Task requirements:
Pull every line holding the string "LengthLimitError" from the records below.

Material for this task:
=-=-=-=-=

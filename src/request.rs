//! Incoming HTTP request type.
//!
//! The body stays on the wire while the request travels through middleware,
//! so a layer that rejects (401, 429) answers without waiting for it. It is
//! read, up to [`MAX_BODY_BYTES`], just before the route handler runs.

use std::collections::HashMap;
use std::net::{Ipv4Addr, SocketAddr};

use bytes::Bytes;
use http::request::Parts;
use http::{Extensions, HeaderMap, Method, StatusCode, Uri};
use http_body_util::{BodyExt, LengthLimitError, Limited};
use hyper::body::{Body as _, Incoming};
use parking_lot::Mutex;
use tracing::debug;

use crate::middleware::request_id::RequestId;
use crate::response::Response;

/// Largest request body a handler will be given. Bigger bodies get `413`.
pub const MAX_BODY_BYTES: usize = 2 * 1024 * 1024;

/// An incoming HTTP request.
///
/// Request-scoped context (the correlation id, an authenticated principal,
/// anything a middleware wants to hand downstream) travels in
/// [`extensions`](Request::extensions), keyed by type.
pub struct Request {
    pub(crate) head: Parts,
    pub(crate) body: Bytes,
    // Mutex only so that Request stays Sync; Incoming is not.
    unread: Option<Mutex<Incoming>>,
    pub(crate) params: HashMap<String, String>,
    pub(crate) remote_addr: SocketAddr,
}

impl Request {
    /// A request whose body has not been read yet.
    pub(crate) fn streaming(head: Parts, body: Incoming, remote_addr: SocketAddr) -> Self {
        Self {
            head,
            body: Bytes::new(),
            unread: Some(Mutex::new(body)),
            params: HashMap::new(),
            remote_addr,
        }
    }

    /// Builds a request from an [`http::Request`], e.g. to unit-test a handler
    /// without a server. Without a peer, the remote address is `0.0.0.0:0`.
    pub fn from_http(req: http::Request<Bytes>, remote_addr: Option<SocketAddr>) -> Self {
        let (head, body) = req.into_parts();
        let remote_addr = remote_addr.unwrap_or_else(|| (Ipv4Addr::UNSPECIFIED, 0).into());
        Self { head, body, unread: None, params: HashMap::new(), remote_addr }
    }

    /// Reads a body still on the wire into [`body`](Self::body).
    ///
    /// Fails with the response to send instead: `413` when the body is over
    /// `limit` (checked against `Content-Length` before reading anything),
    /// `400` when the client breaks off.
    pub(crate) async fn buffer_body(&mut self, limit: usize) -> Result<(), Response> {
        let Some(incoming) = self.unread.take().map(Mutex::into_inner) else {
            return Ok(());
        };
        if incoming.size_hint().lower() > limit as u64 {
            return Err(too_large());
        }

        match Limited::new(incoming, limit).collect().await {
            Ok(collected) => {
                self.body = collected.to_bytes();
                Ok(())
            }
            Err(e) if e.is::<LengthLimitError>() => Err(too_large()),
            Err(e) => {
                debug!(peer = %self.remote_addr, "failed to read request body: {e}");
                Err(Response::status(StatusCode::BAD_REQUEST))
            }
        }
    }

    pub fn method(&self) -> &Method { &self.head.method }
    pub fn uri(&self) -> &Uri { &self.head.uri }
    pub fn path(&self) -> &str { self.head.uri.path() }
    pub fn headers(&self) -> &HeaderMap { &self.head.headers }
    pub fn headers_mut(&mut self) -> &mut HeaderMap { &mut self.head.headers }
    /// The request body. Middleware sees it empty for requests coming off the
    /// network; route handlers see it in full.
    pub fn body(&self) -> &[u8] { &self.body }
    pub fn remote_addr(&self) -> SocketAddr { self.remote_addr }
    pub fn extensions(&self) -> &Extensions { &self.head.extensions }
    pub fn extensions_mut(&mut self) -> &mut Extensions { &mut self.head.extensions }

    /// Case-insensitive header lookup. Values that are not visible ASCII are
    /// treated as absent.
    pub fn header(&self, name: &str) -> Option<&str> {
        self.head.headers.get(name).and_then(|v| v.to_str().ok())
    }

    /// Returns a named path parameter.
    ///
    /// For a route `/users/{id}`, `req.param("id")` on `/users/42` returns `Some("42")`.
    pub fn param(&self, key: &str) -> Option<&str> {
        self.params.get(key).map(String::as_str)
    }

    /// The correlation id attached by the request-id middleware, if any.
    pub fn request_id(&self) -> Option<&RequestId> {
        self.head.extensions.get::<RequestId>()
    }
}

fn too_large() -> Response {
    Response::error(StatusCode::PAYLOAD_TOO_LARGE, "Payload Too Large")
}

#[cfg(test)]
mod tests {
    use super::*;

    #[test]
    fn header_lookup_ignores_case() {
        let req = http::Request::builder()
            .uri("/things?x=1")
            .header("X-Custom", "yes")
            .body(Bytes::new())
            .unwrap();
        let req = Request::from_http(req, None);

        assert_eq!(req.header("x-custom"), Some("yes"));
        assert_eq!(req.header("x-missing"), None);
        assert_eq!(req.path(), "/things");
        assert_eq!(req.remote_addr().port(), 0);
        assert!(req.request_id().is_none());
    }

    #[tokio::test]
    async fn prebuilt_body_needs_no_buffering() {
        let req = http::Request::post("/items").body(Bytes::from_static(b"{}")).unwrap();
        let mut req = Request::from_http(req, None);

        assert!(req.buffer_body(1).await.is_ok());
        assert_eq!(req.body(), b"{}");
    }
}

=-=-=-=-=

The completed task:
use http_body_util::{BodyExt, LengthLimitError, Limited};
            Err(e) if e.is::<LengthLimitError>() => Err(too_large()),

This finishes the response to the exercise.